Dataset items
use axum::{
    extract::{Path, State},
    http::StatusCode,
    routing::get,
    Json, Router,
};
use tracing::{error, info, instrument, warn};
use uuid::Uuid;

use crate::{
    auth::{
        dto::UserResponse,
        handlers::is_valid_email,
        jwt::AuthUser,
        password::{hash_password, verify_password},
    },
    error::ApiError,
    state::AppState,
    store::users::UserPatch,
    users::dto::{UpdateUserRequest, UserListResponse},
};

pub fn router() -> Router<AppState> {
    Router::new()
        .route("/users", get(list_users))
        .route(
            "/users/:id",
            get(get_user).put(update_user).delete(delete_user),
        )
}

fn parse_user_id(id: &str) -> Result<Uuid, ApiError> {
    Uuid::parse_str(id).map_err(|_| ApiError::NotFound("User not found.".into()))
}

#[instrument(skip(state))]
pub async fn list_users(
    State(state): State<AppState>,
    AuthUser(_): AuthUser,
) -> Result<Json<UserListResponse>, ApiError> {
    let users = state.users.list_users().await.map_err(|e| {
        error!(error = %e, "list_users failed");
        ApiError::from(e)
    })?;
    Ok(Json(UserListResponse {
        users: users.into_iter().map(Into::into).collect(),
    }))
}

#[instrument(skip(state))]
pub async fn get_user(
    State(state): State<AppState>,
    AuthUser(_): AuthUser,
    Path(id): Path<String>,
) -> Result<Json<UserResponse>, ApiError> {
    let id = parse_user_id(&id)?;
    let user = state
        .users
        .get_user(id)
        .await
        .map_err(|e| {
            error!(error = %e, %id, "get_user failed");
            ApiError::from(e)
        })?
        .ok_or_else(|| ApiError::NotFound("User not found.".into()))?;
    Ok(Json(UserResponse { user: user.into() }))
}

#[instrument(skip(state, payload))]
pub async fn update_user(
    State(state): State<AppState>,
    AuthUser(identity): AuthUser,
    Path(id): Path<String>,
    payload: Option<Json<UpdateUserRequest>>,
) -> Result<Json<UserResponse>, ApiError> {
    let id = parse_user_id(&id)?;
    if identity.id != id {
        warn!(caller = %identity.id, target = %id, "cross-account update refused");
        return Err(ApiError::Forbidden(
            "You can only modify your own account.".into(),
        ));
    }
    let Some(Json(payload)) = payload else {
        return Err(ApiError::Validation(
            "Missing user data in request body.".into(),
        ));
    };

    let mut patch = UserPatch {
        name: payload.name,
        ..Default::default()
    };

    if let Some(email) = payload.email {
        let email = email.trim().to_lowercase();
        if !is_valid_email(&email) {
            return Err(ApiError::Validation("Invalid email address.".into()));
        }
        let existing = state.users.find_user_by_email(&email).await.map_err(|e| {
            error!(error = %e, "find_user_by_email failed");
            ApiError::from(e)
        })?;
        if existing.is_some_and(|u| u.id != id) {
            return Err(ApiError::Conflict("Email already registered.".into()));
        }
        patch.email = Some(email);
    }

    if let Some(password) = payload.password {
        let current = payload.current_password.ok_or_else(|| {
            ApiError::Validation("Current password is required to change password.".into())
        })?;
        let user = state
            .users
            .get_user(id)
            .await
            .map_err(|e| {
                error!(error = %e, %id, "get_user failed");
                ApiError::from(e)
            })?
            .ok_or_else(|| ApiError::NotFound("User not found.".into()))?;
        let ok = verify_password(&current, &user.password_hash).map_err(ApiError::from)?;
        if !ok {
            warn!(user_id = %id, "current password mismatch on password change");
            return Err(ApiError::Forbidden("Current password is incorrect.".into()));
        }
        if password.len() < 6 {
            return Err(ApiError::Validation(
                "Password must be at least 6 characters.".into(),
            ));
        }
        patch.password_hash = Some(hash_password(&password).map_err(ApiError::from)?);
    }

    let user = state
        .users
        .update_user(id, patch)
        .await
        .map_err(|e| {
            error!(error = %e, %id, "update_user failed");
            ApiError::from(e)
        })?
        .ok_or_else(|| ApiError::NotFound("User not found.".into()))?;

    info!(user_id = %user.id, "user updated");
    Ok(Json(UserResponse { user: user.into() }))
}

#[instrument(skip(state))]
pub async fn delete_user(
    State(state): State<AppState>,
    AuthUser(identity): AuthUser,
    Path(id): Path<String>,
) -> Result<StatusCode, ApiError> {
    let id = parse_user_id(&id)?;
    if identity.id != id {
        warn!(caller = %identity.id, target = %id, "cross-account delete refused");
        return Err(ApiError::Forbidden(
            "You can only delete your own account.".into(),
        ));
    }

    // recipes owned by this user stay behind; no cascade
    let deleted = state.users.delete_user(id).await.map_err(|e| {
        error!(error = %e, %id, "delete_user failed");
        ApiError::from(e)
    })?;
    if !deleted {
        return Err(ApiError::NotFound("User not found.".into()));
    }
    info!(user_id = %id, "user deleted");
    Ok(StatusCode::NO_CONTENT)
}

* * *

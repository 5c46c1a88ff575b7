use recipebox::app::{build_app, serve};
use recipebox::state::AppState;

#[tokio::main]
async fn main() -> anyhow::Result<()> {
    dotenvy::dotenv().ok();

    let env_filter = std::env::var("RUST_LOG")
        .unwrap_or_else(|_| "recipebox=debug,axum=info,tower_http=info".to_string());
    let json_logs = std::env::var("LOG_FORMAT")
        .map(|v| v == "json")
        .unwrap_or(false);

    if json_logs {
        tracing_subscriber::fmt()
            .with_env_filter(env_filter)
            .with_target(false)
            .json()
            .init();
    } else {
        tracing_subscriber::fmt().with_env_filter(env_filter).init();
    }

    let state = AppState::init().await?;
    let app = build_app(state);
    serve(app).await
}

● **Assigned task**: A line belongs in the answer if it contains the word "account"; copy every such line from the data above.

● **Result below**:
        warn!(caller = %identity.id, target = %id, "cross-account update refused");
            "You can only modify your own account.".into(),
        warn!(caller = %identity.id, target = %id, "cross-account delete refused");
            "You can only delete your own account.".into(),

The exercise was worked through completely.